July 13, 2022

Indiana governor won't specify anti-abortion steps he backs

Indiana Gov. Eric Holcomb speaks with reporters after an Indiana Black Expo event at the Indiana Convention Center in Indianapolis, Tuesday, July 12, 2022. Holcomb sidestepped taking a stance on how far the Republican-dominated Legislature should go in further restricting abortions in the state when lawmakers begin a special session on July 25. - AP Photo/Tom Davies

Indiana Gov. Eric Holcomb speaks with reporters after an Indiana Black Expo event at the Indiana Convention Center in Indianapolis, Tuesday, July 12, 2022. Holcomb sidestepped taking a stance on how far the Republican-dominated Legislature should go in further restricting abortions in the state when lawmakers begin a special session on July 25.

AP Photo/Tom Davies

Indiana Gov. Eric Holcomb sidestepped taking a stance Tuesday on how far the Republican-dominated Legislature should go in restricting abortions when state lawmakers begin a special session in less than two weeks.

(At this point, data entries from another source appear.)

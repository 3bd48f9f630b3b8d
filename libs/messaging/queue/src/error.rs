#[derive(Debug, Clone, PartialEq, thiserror::Error)]
pub enum QueueError {
    #[error("Queue closed")]
    Closed,

    #[error("Buffer full, message dropped (size: {size}B)")]
    BufferFull { size: usize },

    #[error("Message too large: {size}B exceeds limit of {limit}B")]
    MessageTooLarge { size: usize, limit: usize },

    #[error("Unknown delivery: {0}")]
    UnknownDelivery(u64),

    #[error("Publish failed: {0}")]
    PublishFailed(String),

    #[error("Dead letter write failed: {0}")]
    DeadLetterFailed(String),

    #[error("Acknowledgement failed: {0}")]
    AckFailed(String),
}

impl QueueError {
    /// Check if retrying the same call may succeed
    pub fn is_recoverable(&self) -> bool {
        matches!(
            self,
            QueueError::BufferFull { .. } | QueueError::PublishFailed(_)
        )
    }

    pub fn message_too_large(size: usize, limit: usize) -> Self {
        QueueError::MessageTooLarge { size, limit }
    }

    pub fn publish_failed(msg: impl Into<String>) -> Self {
        QueueError::PublishFailed(msg.into())
    }

    pub fn dead_letter_failed(msg: impl Into<String>) -> Self {
        QueueError::DeadLetterFailed(msg.into())
    }

    pub fn ack_failed(msg: impl Into<String>) -> Self {
        QueueError::AckFailed(msg.into())
    }
}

Republican legislative leaders have provided no details on whether they will push for a full abortion ban or allow exceptions, such as in cases of rape, incest or to protect the woman’s life.

The Republican governor told reporters Tuesday that he has been discussing the issue with lawmakers but he wouldn’t say what provisions he wants to see in the bill that will be taken up after the special legislative session starts July 25.

“I am comfortable saying I want to make progress to protect innocent life and I will continue to be,” Holcomb said.

Democrats have criticized Republicans for delaying the special session, originally scheduled to begin July 6, and for holding private meetings to discuss provisions of the bill.

Indiana’s debate comes as more restrictive abortion laws have already taken effect in several Republican-led states following the U.S. Supreme Court’s decision last month to end constitutional protection for abortion.

Holcomb said he believes lawmakers are listening to voters ahead of the session that is set to last about three weeks. When asked whether Republicans lack a consensus on the issue, Holcomb responded: “Well, we’re not drones. I mean, we have opinions and they differ, right? And that’s good and we can learn from one another.”

The governor said two weeks ago that he had no “red lines” on what anti-abortion measures lawmakers might consider. But he said Tuesday that he did not mean “anything goes. I would never approach any issue that way.”

“I have not laid out any ultimatums to say, ‘This is what should be in or shouldn’t be in, or can be in or couldn’t be in’ for me,” Holcomb said.